Kalangan sosiolog meyakini bahwa keluarga memiliki peran penting dalam menentukan arah dan kemajuan suatu bangsa. Mereka berteori bahwa keluarga adalah unit yang penting sekali dalam masyarakat, sehingga jika tatanan keluarga - yang merupakan fondasi masyarakat - lemah, maka masyarakat pun akan lemah. Oleh karena itu, para sosiolog meyakini bahwa berbagai masalah masyarakat merupakan akibat dari lemahnya institusi keluarga.
Bagi setiap individu, keluarga merupakan tempat pertama dan utama dalam pertumbuhan dan perkembangannya. Resolusi Majelis Umum PBB (dalam Megawangi, 2003), menyebutkan bahwa fungsi utama keluarga adalah ”sebagai wahana untuk mendidik, mengasuh, mengembangkan kemampuan seluruh anggotanya agar dapat menjalankan fungsinya di masyarakat dengan baik, serta memberikan kepuasan dan lingkungan yang sehat guna tercapainya keluarga, sejahtera”.
Pakar pendidikan, William Bennett (dalam Megawangi, 2003), mengatakan bahwa keluarga merupakan tempat yang paling awal dan efektif untuk menjalankan fungsi Departemen Kesehatan, Pendidikan, dan Kesejahteraan. Apabila keluarga gagal untuk mengajarkan kejujuran, semangat, keinginan untuk menjadi yang terbaik, dan kemampuan-kemampuan dasar, maka akan sulit sekali bagi institusi-institusi lain untuk memperbaiki kegagalan-kegagalannya.

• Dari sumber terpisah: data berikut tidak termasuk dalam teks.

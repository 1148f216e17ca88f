//! Turning identifiers into player calls.

use crate::input::Dispatch;
use crate::player::{run_shell, MusicPlayer, PauseMode, PlayState};
use crate::shortcuts::{ShortcutResolver, TargetKind};
use anyhow::Result;
use std::path::PathBuf;
use std::sync::Arc;
use tracing::{info, warn};

/// Action name reported when a folder is started
pub const PLAY_FOLDER: &str = "playfolder";

/// The closed set of `cmd://` actions.
#[derive(Debug, Clone, Copy, PartialEq, Eq)]
pub enum Action {
    Pause,
    TogglePause,
    Next,
    ContinueOrNext,
    Previous,
    VolumeUp,
    VolumeDown,
    Shuffle,
    UpdateDb,
    Record300s,
    PlayLastRecord,
    SeekForward,
    SeekBackward,
    PlayStartupSound,
    Sync,
    Ignore,
}

impl Action {
    pub const ALL: [Action; 16] = [
        Action::Pause,
        Action::TogglePause,
        Action::Next,
        Action::ContinueOrNext,
        Action::Previous,
        Action::VolumeUp,
        Action::VolumeDown,
        Action::Shuffle,
        Action::UpdateDb,
        Action::Record300s,
        Action::PlayLastRecord,
        Action::SeekForward,
        Action::SeekBackward,
        Action::PlayStartupSound,
        Action::Sync,
        Action::Ignore,
    ];

    pub fn parse(name: &str) -> Option<Self> {
        Self::ALL.into_iter().find(|a| a.as_str() == name)
    }

    pub fn as_str(&self) -> &'static str {
        match self {
            Action::Pause => "pause",
            Action::TogglePause => "togglepause",
            Action::Next => "next",
            Action::ContinueOrNext => "continue-or-next",
            Action::Previous => "previous",
            Action::VolumeUp => "volumeup",
            Action::VolumeDown => "volumedown",
            Action::Shuffle => "shuffle",
            Action::UpdateDb => "updateDB",
            Action::Record300s => "record300s",
            Action::PlayLastRecord => "playLastRecord",
            Action::SeekForward => "seek+10",
            Action::SeekBackward => "seek-10",
            Action::PlayStartupSound => "playstartupsound",
            Action::Sync => "sync",
            Action::Ignore => "ignore",
        }
    }
}

pub struct Dispatcher {
    player: Arc<MusicPlayer>,
    resolver: ShortcutResolver,
}

impl Dispatcher {
    pub fn new(player: Arc<MusicPlayer>, resolver: ShortcutResolver) -> Self {
        Self { player, resolver }
    }

    pub fn player(&self) -> &Arc<MusicPlayer> {
        &self.player
    }

    /// Run the action called `name`; unknown names are logged and dropped.
    pub fn command(&self, name: &str) -> Result<()> {
        info!("cmd action: {}", name);
        match Action::parse(name) {
            Some(action) => self.perform(action),
            None => {
                info!("unknown cmd action: {}", name);
                Ok(())
            }
        }
    }

    pub fn perform(&self, action: Action) -> Result<()> {
        let player = &self.player;

        // sync opens its own connections between the long running steps
        if action == Action::Sync {
            return player.sync();
        }

        player.pool().with_connection(|client| match action {
            Action::Pause => player.pause(client, PauseMode::Pause),
            Action::TogglePause => player.pause(client, PauseMode::Toggle),
            Action::Next => player.play_next(client),
            Action::ContinueOrNext => {
                if client.status()?.state == PlayState::Playing {
                    player.play_next(client)
                } else {
                    player.pause(client, PauseMode::Resume)
                }
            }
            Action::Previous => player.play_previous(client),
            Action::VolumeUp => player.increase_volume(client),
            Action::VolumeDown => player.decrease_volume(client),
            Action::Shuffle => player.shuffle(client),
            Action::UpdateDb => player.update_db(client, None),
            Action::Record300s => player.record(client, 300).map(|_| ()),
            Action::PlayLastRecord => player.play_last_record(client),
            Action::SeekForward => player.seek(client, 10.0),
            Action::SeekBackward => player.seek(client, -10.0),
            Action::PlayStartupSound => match player.sound_effect("startup") {
                Some(sound) => player.play_single_file(client, sound, false, false),
                None => Ok(()),
            },
            Action::Ignore => {
                info!("action: ignore.");
                Ok(())
            }
            Action::Sync => Ok(()),
        })
    }

    /// Resolve `id` and act on it.
    ///
    /// Returns the name of what was done (the action, the shell command,
    /// `continue-or-next` or `playfolder`), or `None` when nothing happened.
    pub fn play_action(&self, id: &str) -> Result<Option<String>> {
        self.player.update_timer();

        let Some(shortcut) = self.resolver.resolve(id) else {
            return Ok(None);
        };

        match shortcut.kind {
            TargetKind::InlineCommand => {
                self.command(&shortcut.target)?;
                Ok(Some(shortcut.target))
            }
            TargetKind::ExternalCommand => {
                info!("extcmd: {}", shortcut.target);
                run_shell(&shortcut.target, &self.player.layout().base_dir)?;
                Ok(Some(shortcut.target))
            }
            TargetKind::Folder => {
                let folder = PathBuf::from(&shortcut.target);
                if self.player.current_folder().as_deref() == Some(folder.as_path()) {
                    self.perform(Action::ContinueOrNext)?;
                    return Ok(Some(Action::ContinueOrNext.as_str().to_string()));
                }

                if !self.player.layout().audio_dir.join(&folder).is_dir() {
                    warn!("folder {} does not exist", folder.display());
                    return Ok(None);
                }

                let player = &self.player;
                player
                    .pool()
                    .with_connection(|client| player.play_folder(client, &folder))?;
                Ok(Some(PLAY_FOLDER.to_string()))
            }
        }
    }
}

impl Dispatch for Dispatcher {
    fn play_action(&self, id: &str) -> Result<Option<String>> {
        Dispatcher::play_action(self, id)
    }

    fn seek(&self, rel_secs: f64) -> Result<()> {
        let player = &self.player;
        player.pool().with_connection(|client| player.seek(client, rel_secs))
    }

    fn jump_to(&self, pos: u32) -> Result<()> {
        let player = &self.player;
        player.pool().with_connection(|client| player.jump_to(client, pos))
    }
}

Kapasitas orangtua selaku pemegang kendali dalam keluarga sangat diharapkan mampu memberikan corak yang jelas dalam pengembangan keperibadian masing-masing anggotanya. Dengan demikian, dalam keluargalah ditanamkan dasar-dasar keperibadian yang kuat sebelum mereka melangkah ke lingkungan sosial yang lebih luas. Terkait hal ini, Rasulullah menegaskan bahwa setiap anak (anggota keluarga) lahir dalam keadaan suci dan bebas dari segala bentuk kejahatan duniawi. Ia akan tumbuh dan berkembang sesuai dengan corak yang diinginkan oleh orangtuanya.
Dalam lingkungan keluarga, perlu dibiasakan bersikap santun kepada siapa pun, bahkan pada pembantu. Cara bersikap, berbicara, dan semua perilaku yang didasarkan pada prinsip kesopanan akan memberikan warna yang baik terhadap anggota keluarga tersebut ketika berintraksi dalam lingkungan masyarakat yang lebih luas. Sebaliknya, ketika seseorang terbiasa dengan kekerasan dan kata-kata kotor di lingkungan keluarganya, ia akan menjadi preman di lingkungan masyarakatnya. Corak keperibadian yang baik saat ini sudah mulai pudar dan perlu penyegaran kembali. Keluarga, adalah tempat yang paling tepat untuk mengemban tugas berat tapi terhormat ini.
Sayangnya dewasa ini banyak pihak yang mulai meragukan pentingnya peran keluarga. Banyak orangtua yang karena kesibukannya jarang mempunyai waktu yang cukup untuk berkomunikasi dengan anak-anaknya. Mereka mempercaykan pendidikan dan pembinaan anak-anaknya pada institusi lain. Fungsi pendidikan, keagaman dan lain sebagainya, yang seharusnya merupakan tanggungjawab keluarga diambil alih sepenuhnya oleh instansi lain tersebut. Memang, keluarga memiliki banyak keterbatasan untuk menjalankan fungsi ini, tapi bagaimanapun, peran control harus tetap dilaksanakan.
Akhirnya, Jika Islam dikenal sebagai agama rahmatan lil ‘aalaimiin, maka keluarga mendapatkan kehormatan untuk berada di garda terdepan dalam merealisasikannya.